記事「ガチ勢がデータで語る“メタバース経済”——VRChat・Resonite・cluster 異なる価値交換のカタチ【ねむ×ミラ×orange×真夜中 徹底討論】」の感想
はじめに
この記事はバーチャル美少女ねむさんが書いた記事「ガチ勢がデータで語る“メタバース経済”——VRChat・Resonite・cluster 異なる価値交換のカタチ【ねむ×ミラ×orange×真夜中 徹底討論】」の感想です。
概要
今から感想を書こうとしている記事の内容はねむさんが調査し、レポートにまとめた「メタバース経済:ソーシャルVRライフスタイル調査2025 (Nem x Mila, 2025)」を元にねむさん達が討論した動画をねむさんが記事にしたもので、具体的な内容は「VRChat」「Resonite」「cluster」での経済行動の違いとその考察です。
なお、私はclusterをメインに使用しており、他のメタバースプラットフォームをほとんど使用しておりません。あくまで、cluster以外のプラットフォームの感想、考察はねむさんが書いた記事を参考にしたもので、私自身が直接体験したものでない事をご了承ください。
感想
プラットフォーム毎に違う経済行動についての自分なりの考察
記事ではResoniteは「みんなで何でも作って無償でシェアするオープンソース経済圏」であると書かれています。個人的には、これは個人でホームページを開設し、収益の回収を前提としないフリーソフトがウェブ上で多く公開された2000年代のインターネットの文化に近い思います。
逆にclusterはアイテム販売や気軽な投げ銭の文化が存在、発達しており、これは今時の配信アプリや推し活文化に近いと思いました。
この様に、メタバースは各プラットフォームごとに違う文化が発展している事が分かります。
そもそも、各プラットフォームにその様に発展する為の下地があると思います。
例えば、プラットフォームにはモバイルでもアクセスできるものがあれば、高性能のゲーミングPCではないとアクセスできないものがあるなど、敷居の高さにはかなりの差があり、その敷居の高さの差によって、アクセスしてくるユーザー層が変わってくる事は想像に難しくありませんし、集まってくるユーザー層の違いが文化の違いになる事は当然だと思います。
プラットフォーム毎に違う経済行動の中に見出せる共通点
一見プラットフォーム毎に違う経済行動の中に共通点を見出すなら、何になるでしょうか?
それは「人との縁」になると思います。
例えば、Resoniteはツールなどを無償で作って、みんな共有する経済文化がありますが、これはお金よりもツールの共有で人との縁を築く事を重視しているからではないでしょうか。
また、Resoniteとは逆に有償による経済が発達したclusterでも利益を出すよりも利益ならない水準でもお金を出す事で人との縁を築く事を重視しています。
ファションと個性によって、経済が駆動するVRchatの場合もファションはコミュケーションツールの側面がありますから、ここでも人との縁を築く事を重視していると言えます。
この様に各々違う経済文化を発達させたプラットフォーム同士でも「人との縁」を重視する点は同じなのです。
そもそも、人々は好きなアバターに受肉して、人との交流を楽しむ為にメタバースにアクセスするのです。
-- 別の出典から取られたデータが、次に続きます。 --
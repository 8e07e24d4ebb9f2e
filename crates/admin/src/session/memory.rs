//! In-memory session holder.

use std::sync::Mutex;

use async_trait::async_trait;

use super::{SessionError, SessionHolder};
use crate::credential::Credential;

/// Session holder that lives as long as the process.
#[derive(Default)]
pub struct MemorySessionHolder {
    slot: Mutex<Option<Credential>>,
}

impl MemorySessionHolder {
    /// Create an empty holder.
    #[must_use]
    pub fn new() -> Self {
        Self::default()
    }

    /// Create a holder that already carries a credential.
    #[must_use]
    pub fn with_credential(credential: Credential) -> Self {
        Self {
            slot: Mutex::new(Some(credential)),
        }
    }
}

impl std::fmt::Debug for MemorySessionHolder {
    fn fmt(&self, f: &mut std::fmt::Formatter<'_>) -> std::fmt::Result {
        f.debug_struct("MemorySessionHolder").finish_non_exhaustive()
    }
}

#[async_trait]
impl SessionHolder for MemorySessionHolder {
    async fn save(&self, credential: &Credential) -> Result<(), SessionError> {
        let mut slot = self.slot.lock().map_err(|_| SessionError::Poisoned)?;
        *slot = Some(credential.clone());
        Ok(())
    }

    async fn load(&self) -> Result<Option<Credential>, SessionError> {
        let slot = self.slot.lock().map_err(|_| SessionError::Poisoned)?;
        Ok(slot.clone())
    }

    async fn clear(&self) -> Result<(), SessionError> {
        let mut slot = self.slot.lock().map_err(|_| SessionError::Poisoned)?;
        *slot = None;
        Ok(())
    }
}
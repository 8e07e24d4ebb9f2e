//! Site-wide display settings.

use core::fmt;
use core::str::FromStr;

use serde::{Deserialize, Serialize};

/// Accent color used when the document carries no settings.
pub const DEFAULT_ACCENT_COLOR: &str = "#f0d0d3";

/// How the site picks its accent color.
#[derive(Debug, Clone, Copy, PartialEq, Eq, Hash, Default, Serialize, Deserialize)]
#[serde(rename_all = "lowercase")]
pub enum AccentMode {
    /// Derived from the hero entry's thumbnail.
    Hero,
    /// Fixed color from [`GlobalSettings::custom_color`].
    #[default]
    Custom,
}

impl fmt::Display for AccentMode {
    fn fmt(&self, f: &mut fmt::Formatter<'_>) -> fmt::Result {
        match self {
            Self::Hero => write!(f, "hero"),
            Self::Custom => write!(f, "custom"),
        }
    }
}

impl FromStr for AccentMode {
    type Err = String;

    fn from_str(s: &str) -> Result<Self, Self::Err> {
        match s.trim().to_ascii_lowercase().as_str() {
            "hero" => Ok(Self::Hero),
            "custom" => Ok(Self::Custom),
            other => Err(format!("unknown accent mode '{other}' (expected hero or custom)")),
        }
    }
}

/// The "global" singleton of the document.
#[derive(Debug, Clone, PartialEq, Eq, Serialize, Deserialize)]
#[serde(rename_all = "camelCase")]
pub struct GlobalSettings {
    pub accent_mode: AccentMode,
    pub custom_color: String,
}

impl Default for GlobalSettings {
    fn default() -> Self {
        Self {
            accent_mode: AccentMode::Custom,
            custom_color: DEFAULT_ACCENT_COLOR.to_string(),
        }
    }
}

impl GlobalSettings {
    /// Resolve the accent color the site should use.
    ///
    /// `hero_color` is the color extracted from the hero thumbnail, when one
    /// has been computed. Falls back to the custom color otherwise.
    #[must_use]
    pub fn main_accent<'a>(&'a self, hero_color: Option<&'a str>) -> &'a str {
        match (self.accent_mode, hero_color) {
            (AccentMode::Hero, Some(color)) => color,
            _ => &self.custom_color,
        }
    }
}

#[cfg(test)]
mod tests {
    use super::*;

    #[test]
    fn test_default_settings() {
        let settings = GlobalSettings::default();
        assert_eq!(settings.accent_mode, AccentMode::Custom);
        assert_eq!(settings.custom_color, DEFAULT_ACCENT_COLOR);
    }

    #[test]
    fn test_main_accent_prefers_hero_only_in_hero_mode() {
        let mut settings = GlobalSettings {
            accent_mode: AccentMode::Hero,
            custom_color: "#112233".to_string(),
        };
        assert_eq!(settings.main_accent(Some("#abcdef")), "#abcdef");
        assert_eq!(settings.main_accent(None), "#112233");

        settings.accent_mode = AccentMode::Custom;
        assert_eq!(settings.main_accent(Some("#abcdef")), "#112233");
    }

    #[test]
    fn test_settings_wire_shape() {
        let json = r##"{ "accentMode": "hero", "customColor": "#000000" }"##;
        let settings: GlobalSettings = serde_json::from_str(json).expect("deserialize");
        assert_eq!(settings.accent_mode, AccentMode::Hero);

        let value = serde_json::to_value(&settings).expect("serialize");
        assert_eq!(value["accentMode"], "hero");
        assert_eq!(value["customColor"], "#000000");
    }

    #[test]
    fn test_accent_mode_parse() {
        assert_eq!("HERO".parse::<AccentMode>(), Ok(AccentMode::Hero));
        assert_eq!("custom".parse::<AccentMode>(), Ok(AccentMode::Custom));
        assert!("neon".parse::<AccentMode>().is_err());
    }
}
だから、経済文化が各々違う、どのプラットフォームも「人との縁」が重要になるのは当たり前の流れだと思いますし、それはねむさん達も指摘しています。
しかし、昨今ではChatGPTのような対話型生成AIを使ったAIキャラクターは誕生しており、メタバースのプラットフォームにも小規模ながら導入されています。
もし、このままAIの導入が本格的に進み、他人との交流よりもAIとコミュケーションする事を選ぶなら、「人との縁」を基盤とするメタバースの経済文化は変質を余儀なくされると思います。それは人との交流を煩わしく思う人の多さや対話型AIの流行を考えるとあり得ない未来ではないと思います。
おわりに
これでこの記事を終わりにしたいと思います。ねむさんの記事のお陰で、メタバースでの経済行動への理解が深まりました。ありがとうございます。